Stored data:
################

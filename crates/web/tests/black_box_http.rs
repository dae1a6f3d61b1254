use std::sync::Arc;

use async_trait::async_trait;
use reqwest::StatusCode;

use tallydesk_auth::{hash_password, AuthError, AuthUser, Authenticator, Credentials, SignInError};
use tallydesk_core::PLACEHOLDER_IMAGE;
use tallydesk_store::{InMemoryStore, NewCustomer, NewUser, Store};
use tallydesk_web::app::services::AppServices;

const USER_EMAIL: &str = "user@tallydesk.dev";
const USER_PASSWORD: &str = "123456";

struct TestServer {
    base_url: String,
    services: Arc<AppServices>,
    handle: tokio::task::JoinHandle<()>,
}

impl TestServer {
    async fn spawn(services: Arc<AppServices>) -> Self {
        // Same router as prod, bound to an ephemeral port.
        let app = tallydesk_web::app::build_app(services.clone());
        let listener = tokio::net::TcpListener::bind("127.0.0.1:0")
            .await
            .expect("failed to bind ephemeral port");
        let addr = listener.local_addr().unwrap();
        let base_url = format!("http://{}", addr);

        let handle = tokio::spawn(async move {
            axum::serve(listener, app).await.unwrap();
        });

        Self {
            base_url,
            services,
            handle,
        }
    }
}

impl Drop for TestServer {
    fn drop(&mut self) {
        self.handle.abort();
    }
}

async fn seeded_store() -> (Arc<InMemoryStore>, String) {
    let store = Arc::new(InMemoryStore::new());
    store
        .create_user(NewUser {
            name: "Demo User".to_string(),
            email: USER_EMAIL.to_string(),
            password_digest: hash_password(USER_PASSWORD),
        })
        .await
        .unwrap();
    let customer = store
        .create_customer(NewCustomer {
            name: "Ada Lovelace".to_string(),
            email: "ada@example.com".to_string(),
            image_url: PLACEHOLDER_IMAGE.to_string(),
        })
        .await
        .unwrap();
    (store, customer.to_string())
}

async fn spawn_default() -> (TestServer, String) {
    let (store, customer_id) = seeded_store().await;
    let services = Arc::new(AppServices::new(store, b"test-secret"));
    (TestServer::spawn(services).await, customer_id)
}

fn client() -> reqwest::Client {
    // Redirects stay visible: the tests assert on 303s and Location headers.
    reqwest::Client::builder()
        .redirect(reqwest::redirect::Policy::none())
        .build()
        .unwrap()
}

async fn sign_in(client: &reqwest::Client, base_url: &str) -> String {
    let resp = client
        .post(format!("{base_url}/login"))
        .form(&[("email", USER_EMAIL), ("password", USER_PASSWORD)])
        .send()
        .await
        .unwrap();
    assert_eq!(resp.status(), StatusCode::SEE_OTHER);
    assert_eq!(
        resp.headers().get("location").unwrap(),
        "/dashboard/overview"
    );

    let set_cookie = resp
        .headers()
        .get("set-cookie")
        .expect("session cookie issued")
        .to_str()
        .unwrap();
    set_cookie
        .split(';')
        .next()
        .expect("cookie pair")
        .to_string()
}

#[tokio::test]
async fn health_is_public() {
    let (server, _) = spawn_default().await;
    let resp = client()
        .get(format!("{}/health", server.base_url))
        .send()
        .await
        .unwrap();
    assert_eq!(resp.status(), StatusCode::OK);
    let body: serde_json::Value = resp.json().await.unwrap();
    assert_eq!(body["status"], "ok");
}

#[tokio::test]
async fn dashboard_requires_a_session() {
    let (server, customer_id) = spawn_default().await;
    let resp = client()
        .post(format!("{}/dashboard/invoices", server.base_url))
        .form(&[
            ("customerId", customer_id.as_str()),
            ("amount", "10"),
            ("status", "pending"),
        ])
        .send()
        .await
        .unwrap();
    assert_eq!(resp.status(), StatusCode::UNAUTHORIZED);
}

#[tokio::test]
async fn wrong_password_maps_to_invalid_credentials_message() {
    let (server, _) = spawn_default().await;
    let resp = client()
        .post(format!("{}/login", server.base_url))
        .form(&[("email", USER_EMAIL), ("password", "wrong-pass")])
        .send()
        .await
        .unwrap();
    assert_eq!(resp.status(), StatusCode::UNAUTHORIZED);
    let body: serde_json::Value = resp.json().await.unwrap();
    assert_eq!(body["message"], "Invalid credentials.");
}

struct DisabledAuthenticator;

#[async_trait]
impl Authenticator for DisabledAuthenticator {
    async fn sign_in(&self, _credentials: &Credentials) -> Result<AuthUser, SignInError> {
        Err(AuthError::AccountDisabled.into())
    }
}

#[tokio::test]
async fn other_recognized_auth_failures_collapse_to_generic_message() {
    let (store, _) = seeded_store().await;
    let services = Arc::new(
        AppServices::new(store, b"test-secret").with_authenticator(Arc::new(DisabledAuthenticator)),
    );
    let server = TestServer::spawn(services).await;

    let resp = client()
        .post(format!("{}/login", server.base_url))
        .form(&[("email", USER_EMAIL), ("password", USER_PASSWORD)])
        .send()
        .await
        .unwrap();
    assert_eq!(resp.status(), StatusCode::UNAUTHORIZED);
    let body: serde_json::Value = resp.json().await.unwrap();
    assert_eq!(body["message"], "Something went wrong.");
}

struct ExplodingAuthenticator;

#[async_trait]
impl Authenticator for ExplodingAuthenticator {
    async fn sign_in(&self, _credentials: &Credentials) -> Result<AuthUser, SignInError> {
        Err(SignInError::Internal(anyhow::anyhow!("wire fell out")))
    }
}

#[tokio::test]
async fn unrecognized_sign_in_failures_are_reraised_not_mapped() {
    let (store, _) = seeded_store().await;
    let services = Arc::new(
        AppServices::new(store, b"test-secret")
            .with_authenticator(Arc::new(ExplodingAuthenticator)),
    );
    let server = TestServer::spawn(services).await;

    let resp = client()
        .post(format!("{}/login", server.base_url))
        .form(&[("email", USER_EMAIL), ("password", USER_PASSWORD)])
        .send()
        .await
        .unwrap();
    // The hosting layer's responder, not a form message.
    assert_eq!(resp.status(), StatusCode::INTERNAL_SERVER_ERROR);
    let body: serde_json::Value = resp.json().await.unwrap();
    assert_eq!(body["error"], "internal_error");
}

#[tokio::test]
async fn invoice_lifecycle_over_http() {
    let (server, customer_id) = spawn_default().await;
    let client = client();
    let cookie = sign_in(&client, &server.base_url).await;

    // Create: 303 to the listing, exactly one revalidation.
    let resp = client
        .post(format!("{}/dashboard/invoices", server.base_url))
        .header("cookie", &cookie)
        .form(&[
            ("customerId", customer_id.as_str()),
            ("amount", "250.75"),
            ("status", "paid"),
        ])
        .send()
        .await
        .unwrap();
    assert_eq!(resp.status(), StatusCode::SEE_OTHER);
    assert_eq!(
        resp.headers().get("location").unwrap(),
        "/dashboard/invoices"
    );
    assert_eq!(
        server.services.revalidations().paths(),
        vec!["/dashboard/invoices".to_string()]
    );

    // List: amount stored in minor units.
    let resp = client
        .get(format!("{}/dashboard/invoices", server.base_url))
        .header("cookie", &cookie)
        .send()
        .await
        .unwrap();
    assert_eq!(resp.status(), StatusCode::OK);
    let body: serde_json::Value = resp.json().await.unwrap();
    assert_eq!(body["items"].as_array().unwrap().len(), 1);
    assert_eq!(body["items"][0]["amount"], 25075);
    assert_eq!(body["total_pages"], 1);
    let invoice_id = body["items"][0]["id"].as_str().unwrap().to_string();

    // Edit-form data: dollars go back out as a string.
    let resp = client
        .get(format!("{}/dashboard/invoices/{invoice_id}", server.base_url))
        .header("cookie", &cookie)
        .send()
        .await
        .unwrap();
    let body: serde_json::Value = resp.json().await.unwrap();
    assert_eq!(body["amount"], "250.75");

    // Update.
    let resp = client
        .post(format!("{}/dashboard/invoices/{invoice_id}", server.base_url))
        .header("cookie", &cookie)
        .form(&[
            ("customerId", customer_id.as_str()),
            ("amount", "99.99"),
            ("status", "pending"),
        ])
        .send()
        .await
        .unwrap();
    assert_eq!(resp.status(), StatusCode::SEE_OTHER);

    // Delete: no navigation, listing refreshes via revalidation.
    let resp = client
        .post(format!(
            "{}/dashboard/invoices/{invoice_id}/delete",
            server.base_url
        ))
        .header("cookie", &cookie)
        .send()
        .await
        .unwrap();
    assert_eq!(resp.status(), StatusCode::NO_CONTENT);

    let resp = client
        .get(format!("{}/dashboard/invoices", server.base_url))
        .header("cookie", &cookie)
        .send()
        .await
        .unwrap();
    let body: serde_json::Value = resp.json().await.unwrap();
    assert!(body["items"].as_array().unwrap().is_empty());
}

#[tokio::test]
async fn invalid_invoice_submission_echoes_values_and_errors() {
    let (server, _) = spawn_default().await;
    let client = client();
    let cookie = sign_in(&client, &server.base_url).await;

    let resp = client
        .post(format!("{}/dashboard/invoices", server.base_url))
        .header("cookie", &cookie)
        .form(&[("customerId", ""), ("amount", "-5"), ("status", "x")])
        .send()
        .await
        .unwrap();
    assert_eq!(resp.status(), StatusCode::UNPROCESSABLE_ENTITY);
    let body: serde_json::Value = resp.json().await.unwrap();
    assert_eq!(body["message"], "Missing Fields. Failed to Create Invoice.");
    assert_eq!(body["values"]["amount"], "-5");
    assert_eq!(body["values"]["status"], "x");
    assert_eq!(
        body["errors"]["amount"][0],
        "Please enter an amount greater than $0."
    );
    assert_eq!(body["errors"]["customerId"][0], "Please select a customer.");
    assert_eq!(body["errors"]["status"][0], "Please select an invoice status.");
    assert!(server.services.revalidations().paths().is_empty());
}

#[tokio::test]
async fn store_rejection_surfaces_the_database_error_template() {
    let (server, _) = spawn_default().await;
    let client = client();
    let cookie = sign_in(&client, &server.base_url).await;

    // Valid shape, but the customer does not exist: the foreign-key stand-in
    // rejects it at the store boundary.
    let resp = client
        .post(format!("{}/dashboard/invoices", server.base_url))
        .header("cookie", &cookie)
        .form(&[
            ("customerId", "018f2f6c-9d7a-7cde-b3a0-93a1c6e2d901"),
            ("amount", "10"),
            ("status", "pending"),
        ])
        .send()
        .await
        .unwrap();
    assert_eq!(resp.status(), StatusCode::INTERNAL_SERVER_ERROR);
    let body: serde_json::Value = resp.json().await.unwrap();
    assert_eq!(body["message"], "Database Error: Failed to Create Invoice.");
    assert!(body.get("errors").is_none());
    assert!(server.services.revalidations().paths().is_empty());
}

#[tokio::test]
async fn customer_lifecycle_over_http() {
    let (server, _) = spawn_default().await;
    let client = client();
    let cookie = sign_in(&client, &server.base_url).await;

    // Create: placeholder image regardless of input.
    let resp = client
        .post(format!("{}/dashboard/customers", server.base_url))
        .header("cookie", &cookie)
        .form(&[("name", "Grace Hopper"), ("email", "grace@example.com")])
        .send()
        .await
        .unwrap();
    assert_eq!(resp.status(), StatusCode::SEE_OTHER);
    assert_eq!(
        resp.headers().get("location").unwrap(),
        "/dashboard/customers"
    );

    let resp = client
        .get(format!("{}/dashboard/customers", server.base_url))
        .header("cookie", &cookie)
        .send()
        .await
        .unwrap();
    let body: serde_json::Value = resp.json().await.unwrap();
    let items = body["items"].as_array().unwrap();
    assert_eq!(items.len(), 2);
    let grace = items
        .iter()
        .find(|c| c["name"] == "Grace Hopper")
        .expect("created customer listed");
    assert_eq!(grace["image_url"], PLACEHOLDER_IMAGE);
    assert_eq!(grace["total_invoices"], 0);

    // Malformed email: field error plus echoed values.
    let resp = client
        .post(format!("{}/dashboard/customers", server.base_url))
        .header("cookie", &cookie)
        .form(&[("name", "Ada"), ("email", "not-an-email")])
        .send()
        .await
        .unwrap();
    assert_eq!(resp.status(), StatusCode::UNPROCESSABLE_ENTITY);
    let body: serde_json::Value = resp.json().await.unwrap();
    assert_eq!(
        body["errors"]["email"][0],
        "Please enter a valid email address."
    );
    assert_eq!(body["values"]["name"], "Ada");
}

################

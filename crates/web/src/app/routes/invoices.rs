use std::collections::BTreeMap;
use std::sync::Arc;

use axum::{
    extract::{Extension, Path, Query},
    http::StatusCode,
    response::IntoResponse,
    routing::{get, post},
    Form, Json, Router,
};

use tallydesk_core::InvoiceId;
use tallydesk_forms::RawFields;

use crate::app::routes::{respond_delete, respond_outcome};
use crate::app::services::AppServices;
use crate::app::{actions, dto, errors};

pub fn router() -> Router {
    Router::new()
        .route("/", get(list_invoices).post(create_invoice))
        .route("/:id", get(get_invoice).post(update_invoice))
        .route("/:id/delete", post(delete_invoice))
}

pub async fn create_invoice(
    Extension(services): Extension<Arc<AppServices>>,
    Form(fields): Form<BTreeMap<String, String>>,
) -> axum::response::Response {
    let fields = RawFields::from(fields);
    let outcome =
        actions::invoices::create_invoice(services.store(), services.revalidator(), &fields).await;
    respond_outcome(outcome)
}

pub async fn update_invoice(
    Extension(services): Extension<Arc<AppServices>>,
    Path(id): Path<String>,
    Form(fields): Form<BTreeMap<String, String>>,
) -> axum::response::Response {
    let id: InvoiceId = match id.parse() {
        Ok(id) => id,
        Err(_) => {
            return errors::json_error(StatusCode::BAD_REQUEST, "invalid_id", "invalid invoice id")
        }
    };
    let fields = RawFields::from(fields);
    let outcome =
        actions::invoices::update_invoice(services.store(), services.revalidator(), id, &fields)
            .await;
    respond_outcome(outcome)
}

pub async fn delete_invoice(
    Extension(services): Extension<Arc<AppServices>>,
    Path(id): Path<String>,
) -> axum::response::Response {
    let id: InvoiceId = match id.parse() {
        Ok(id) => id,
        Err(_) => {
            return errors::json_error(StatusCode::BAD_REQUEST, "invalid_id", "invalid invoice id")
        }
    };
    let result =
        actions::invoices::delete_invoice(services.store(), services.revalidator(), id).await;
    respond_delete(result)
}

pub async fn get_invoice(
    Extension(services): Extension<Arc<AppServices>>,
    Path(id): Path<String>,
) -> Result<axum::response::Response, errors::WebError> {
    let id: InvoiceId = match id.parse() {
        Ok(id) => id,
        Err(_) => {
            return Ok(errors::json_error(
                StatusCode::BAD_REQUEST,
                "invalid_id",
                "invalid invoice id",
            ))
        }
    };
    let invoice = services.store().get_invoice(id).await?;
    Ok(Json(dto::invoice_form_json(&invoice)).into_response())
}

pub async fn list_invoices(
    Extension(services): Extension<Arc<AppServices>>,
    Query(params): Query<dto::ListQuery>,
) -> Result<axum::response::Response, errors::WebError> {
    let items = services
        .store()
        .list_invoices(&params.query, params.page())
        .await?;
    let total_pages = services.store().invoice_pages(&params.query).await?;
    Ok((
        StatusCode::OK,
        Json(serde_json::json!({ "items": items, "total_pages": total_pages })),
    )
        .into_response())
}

################

*ASSIGNED TASK*: Given the records above, reproduce precisely and only the lines between the line holding "filename crates/web/tests/black_box_http.rs" and the line holding "const USER_PASSWORD: &str", inclusive.

*ANSWER TO THIS PROBLEM*:
filename crates/web/tests/black_box_http.rs
repository dae1a6f3d61b1254
use std::sync::Arc;

use async_trait::async_trait;
use reqwest::StatusCode;

use tallydesk_auth::{hash_password, AuthError, AuthUser, Authenticator, Credentials, SignInError};
use tallydesk_core::PLACEHOLDER_IMAGE;
use tallydesk_store::{InMemoryStore, NewCustomer, NewUser, Store};
use tallydesk_web::app::services::AppServices;

const USER_EMAIL: &str = "user@tallydesk.dev";
const USER_PASSWORD: &str = "123456";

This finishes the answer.